A truly civilised woman, one of us, would rather live with a Zulu (assegais and all) who understood what she was after, than with a thing in up-and-down collars (and golf sticks) who was for ever asking her to explain herself. Heavens, how I know the look on the face of a woman after she has been married a year or two to that. No, the man who marries you must talk our language, think our thought, or there will be rocks ahead on which you and I and he will get ourselves badly grazed, not to say broken.

Then he must read and admire Henry James. I say must read, not must have read, for if he have not it may be only his misfortune and the fault not of him, but of his upbringing. The novels of Henry James (we have agreed, you remember) are the touchstone of the modern spirit. If a man can’t understand them, or gets bored by them, or wishes they were shorter or less involved, then that man, whatever else he may be, is not of us or even of our time. I would rather see my daughter mated to a megatherium than to a man who could not “make out,” as they put it, the novels of Henry James.

While I was on the subject of tobacco and wine I ought to have added that he must not be “anti” anything to any extent. Not anti-vaccination or anti-vivisection, or anti-clerical, or any of those things about which the faddist rages. I don’t mean that he may not have strong opinions, but he must not carry them to the point of being “anti.” When a man reaches that point it always seems to me he ceases to be human. A husband should be human.

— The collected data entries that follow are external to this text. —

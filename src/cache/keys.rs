//! Cache key definitions.

use std::fmt;

/// Composite `site_root:path` key shared by the keyed export caches.
///
/// The same virtual path under two site roots names two different resources,
/// so the site root is always part of the key.
#[derive(Debug, Clone, PartialEq, Eq, Hash)]
pub struct CacheKey(String);

impl CacheKey {
    pub fn new(site_root: &str, path: &str) -> Self {
        Self(format!("{}:{}", site_root.trim_end_matches('/'), path))
    }

    pub fn as_str(&self) -> &str {
        &self.0
    }
}

impl fmt::Display for CacheKey {
    fn fmt(&self, f: &mut fmt::Formatter<'_>) -> fmt::Result {
        f.write_str(&self.0)
    }
}

/// Label of each cache, used in metrics and logs.
#[derive(Debug, Clone, Copy, PartialEq, Eq, Hash)]
pub enum CacheName {
    ExportData,
    ExportFlags,
    SecureFlags,
    ExportNames,
}

impl CacheName {
    pub fn as_str(self) -> &'static str {
        match self {
            CacheName::ExportData => "export_data",
            CacheName::ExportFlags => "export_flags",
            CacheName::SecureFlags => "secure_flags",
            CacheName::ExportNames => "export_names",
        }
    }
}

#[cfg(test)]
mod tests {
    use super::*;

    #[test]
    fn site_root_is_part_of_the_key() {
        let a = CacheKey::new("/sites/a/", "/index.html");
        let b = CacheKey::new("/sites/b", "/index.html");
        assert_eq!(a.as_str(), "/sites/a:/index.html");
        assert_ne!(a, b);
    }
}
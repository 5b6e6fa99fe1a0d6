use std::sync::Once;

use metrics::{Unit, describe_counter, describe_gauge, describe_histogram};
use tracing_error::ErrorLayer;
use tracing_subscriber::{
    EnvFilter, fmt,
    layer::{Layer, SubscriberExt},
    util::SubscriberInitExt,
};

use crate::config::{LogFormat, LoggingSettings};

use super::error::InfraError;

static METRIC_DESCRIPTIONS: Once = Once::new();

/// Install a global tracing subscriber using the provided logging settings.
pub fn init(logging: &LoggingSettings) -> Result<(), InfraError> {
    describe_metrics();

    let env_filter = EnvFilter::builder()
        .with_default_directive(logging.level.into())
        .from_env_lossy();

    let fmt_layer = match logging.format {
        LogFormat::Json => fmt::layer()
            .json()
            .with_current_span(true)
            .with_span_list(true)
            .with_target(true)
            .boxed(),
        LogFormat::Compact => fmt::layer().compact().with_target(true).boxed(),
    };

    tracing_subscriber::registry()
        .with(env_filter)
        .with(ErrorLayer::default())
        .with(fmt_layer)
        .try_init()
        .map_err(|err| {
            InfraError::telemetry(format!("failed to install tracing subscriber: {err}"))
        })
}

fn describe_metrics() {
    METRIC_DESCRIPTIONS.call_once(|| {
        describe_counter!(
            "static_export_cache_hit_total",
            Unit::Count,
            "Total number of export cache hits, labelled by cache."
        );
        describe_counter!(
            "static_export_cache_miss_total",
            Unit::Count,
            "Total number of export cache misses, labelled by cache."
        );
        describe_counter!(
            "static_export_files_written_total",
            Unit::Count,
            "Total number of files written into export folders."
        );
        describe_counter!(
            "static_export_files_purged_total",
            Unit::Count,
            "Total number of exported files removed by scrubbing."
        );
        describe_counter!(
            "static_export_publish_abandoned_total",
            Unit::Count,
            "Publish-triggered exports abandoned while another export was running."
        );
        describe_gauge!(
            "static_export_busy",
            Unit::Count,
            "1 while a scrub or export holds the busy flag."
        );
        describe_histogram!(
            "static_export_scrub_ms",
            Unit::Milliseconds,
            "Scrub latency per publish in milliseconds."
        );
        describe_histogram!(
            "static_export_export_ms",
            Unit::Milliseconds,
            "Export latency per batch in milliseconds."
        );
    });
}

And then—I had nearly forgotten this, that accursed feeling of unreality is so strong upon me to-day—he must be a man whom other women like and who likes all other women, or nearly all, all that count. I know, of course, that his voice changes and takes on another tone when he speaks to you. That is all right. But does it change and take on another tone when he speaks to the other girl? That’s the thing that matters. When he hands a—oh, well, a cup, let us say, to a woman, does he do it in an altogether different way to that in which he would hand a cigar-case to a man? If he doesn’t his wife will soon find herself wishing that he had never handed anything at all to her. A man’s love for “the one woman,” is after all only in a quintessential, concentrated form the emotion he has for all other women, the generalised thing particularised.

I don’t agree with the incorrect saying that reformed rakes make the best of husbands, but I do say that the man who has not in him the potentiality of rakehood should never be trusted with a wife.